Udita la relazione svolta all’udienza e nella camera di consiglio del giorno 16/04/2025 dal Consigliere dott. NOME COGNOME.
Udita la requisitoria del P.M., in persona del l’Avvocata Generale dott.ssa NOME COGNOME nonché la discussione dei difensori delle parti.
SVOLGIMENTO DEL PROCESSO
1.- NOME COGNOME e gli altri controricorrenti indicati in epigrafe erano stati dipendenti di Intesa Sanpaolo Provis S.p.A. (oggi Intesa Sanpaolo S.p.A.) fino al 30/11/2018, quando era intervenuta la cessione del ramo d’azienda cui erano addetti a RAGIONE_SOCIALEgià RAGIONE_SOCIALE.
Adìvano il Tribunale di Milano per ottenere la declaratoria di inefficacia, nei loro confronti, della predetta cessione, l’accertamento della persistenza del loro rapporto di lavoro alle dipendenze di Intesa Sanpaolo Provis S.p.A.
(oggi Intesa Sanpaolo S.p.A.), nonché l’ordine di ripristino di tale ultimo rapporto di lavoro a decorrere dal 30/11/2018.
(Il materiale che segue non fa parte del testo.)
use std::path::{Path, PathBuf};

use compact_str::CompactString;
use directories::BaseDirs;
use serde::{Deserialize, Serialize};
use tracing::{debug, warn};

use crate::{
    client::config::DEFAULT_FEED_URL,
    result::{RelayError, Result},
};

pub const TOKEN_ENV: &str = "GITHUB_TOKEN";
pub const ENV_FILE: &str = ".env";

/// On-disk configuration; every field may be omitted.
#[derive(Debug, Clone, PartialEq, Eq, Serialize, Deserialize)]
#[serde(default)]
pub struct RelayConfig {
    pub feed_url: CompactString,
    /// Overridden by `GITHUB_TOKEN` when set
    pub token: Option<CompactString>,
    pub poll_interval_secs: u64,
    pub request_timeout_secs: u64,
    pub publisher_capacity: usize,
    /// Default log filter level, e.g. `info` or `debug`
    pub log_level: Option<CompactString>,
    /// Directory for rolling log files; stdout only when unset
    pub log_dir: Option<PathBuf>,
}

impl Default for RelayConfig {
    fn default() -> Self {
        Self {
            feed_url: DEFAULT_FEED_URL.into(),
            token: None,
            poll_interval_secs: 15,
            request_timeout_secs: 30,
            publisher_capacity: 1024,
            log_level: None,
            log_dir: None,
        }
    }
}

impl RelayConfig {
    /// Apply the token from the environment, if present and non-empty
    pub fn with_env(self) -> Self {
        self.with_token_from(std::env::var(TOKEN_ENV).ok())
    }

    fn with_token_from(mut self, token: Option<String>) -> Self {
        if let Some(token) = token.filter(|t| !t.trim().is_empty()) {
            self.token = Some(token.into());
        }
        self
    }

    /// Copy suitable for writing to disk
    pub fn without_token(mut self) -> Self {
        self.token = None;
        self
    }
}

/// Merge variables from an env file into the process environment.
///
/// Variables already set are left alone. A missing file is silently skipped
/// and an unreadable one only logged; returns whether the file was applied.
pub fn load_env_file(path: &Path) -> bool {
    match dotenvy::from_path(path) {
        Ok(()) => {
            debug!(path = %path.display(), "Loaded environment file");
            true
        },
        Err(e) if e.not_found() => false,
        Err(e) => {
            warn!(path = %path.display(), error = %e, "Ignoring unreadable environment file");
            false
        },
    }
}

pub fn default_config_path() -> PathBuf {
    if let Some(dirs) = BaseDirs::new() {
        dirs.config_dir().join("feed-relay.toml")
    } else {
        PathBuf::from("feed-relay.toml")
    }
}

/// Load the configuration file, falling back to defaults when it does not exist
pub fn load_config(config_file: &Path) -> Result<RelayConfig> {
    if !config_file.exists() {
        debug!(path = %config_file.display(), "No configuration file, using defaults");
        return Ok(RelayConfig::default());
    }

    confy::load_path(config_file)
        .map_err(|e| RelayError::config_load_error(config_file.to_path_buf(), e))
}

pub fn save_config(config_file: &Path, config: &RelayConfig) -> Result<()> {
    if let Some(parent) = config_file.parent()
        && !parent.as_os_str().is_empty()
    {
        std::fs::create_dir_all(parent)
            .map_err(|e| RelayError::config_save_error(config_file.to_path_buf(), e))?;
    }

    confy::store_path(config_file, config)
        .map_err(|e| RelayError::config_save_error(config_file.to_path_buf(), e))?;

    Ok(())
}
2.Radicatosi il contraddittorio, espletata l’istruttoria testimoniale con l’escussione di tre testimoni, ritenuta la causa matura per la decisione, il Tribunale accoglieva le domande dei ricorrenti, ritenendo che non fossero stati dimostrati né la preesistenza del ramo ceduto, né la sua autonomia funzionale, tanto al momento della cessione quanto successivamente. In particolare affermava che dall’istruttoria espletata era emerso che, sul piano oggettivo, l’attività ceduta di ‘recupero crediti’ aveva riguardato non tutti i crediti in sofferenza, ma soltanto alcuni; i beni materiali ceduti erano in misura di per sé non significativa e non erano stati ceduti i softwares e le procedure informatiche, rimasti alla cedente ed ancora utilizzati dopo il trasferimento; sul piano soggettivo, erano stati trasferiti non soltanto i dipendenti in precedenza addetti all’attività di ‘recupero crediti’, ma anche altri dipendenti addetti alle due strutture di staff , sebbene le relative attività (supporto amministrativo e supporto operativo) fossero rimaste in capo ad Intesa Sanpaolo spa, sicché neppure si trattava di cessione di ramo d’azienda rappresentato da un gruppo di dipendenti caratterizzato da un particolare e specifico know how . Infine il giudice di primo grado riteneva insussistente anche l’autonomia funzionale, in quanto ai fini dell’operatività del ramo ceduto era stata necessaria una significativa integrazione strutturale da parte della cessionaria, mediante la sottoscrizione a titolo oneroso di contratti di locazione e di servicing e comunque, anche dopo il trasferimento di ramo d’azienda, la cessionaria doveva necessariamente e continuamente relazionarsi -per svolgere l’attività ceduta con la struttura ‘workout management & administration’ di Intesa Sanpaolo S.p.A. sia per le decisioni fondamentali, sia per tutte le operazioni, imputazioni e registrazioni contabili relative all’attività di recupero crediti.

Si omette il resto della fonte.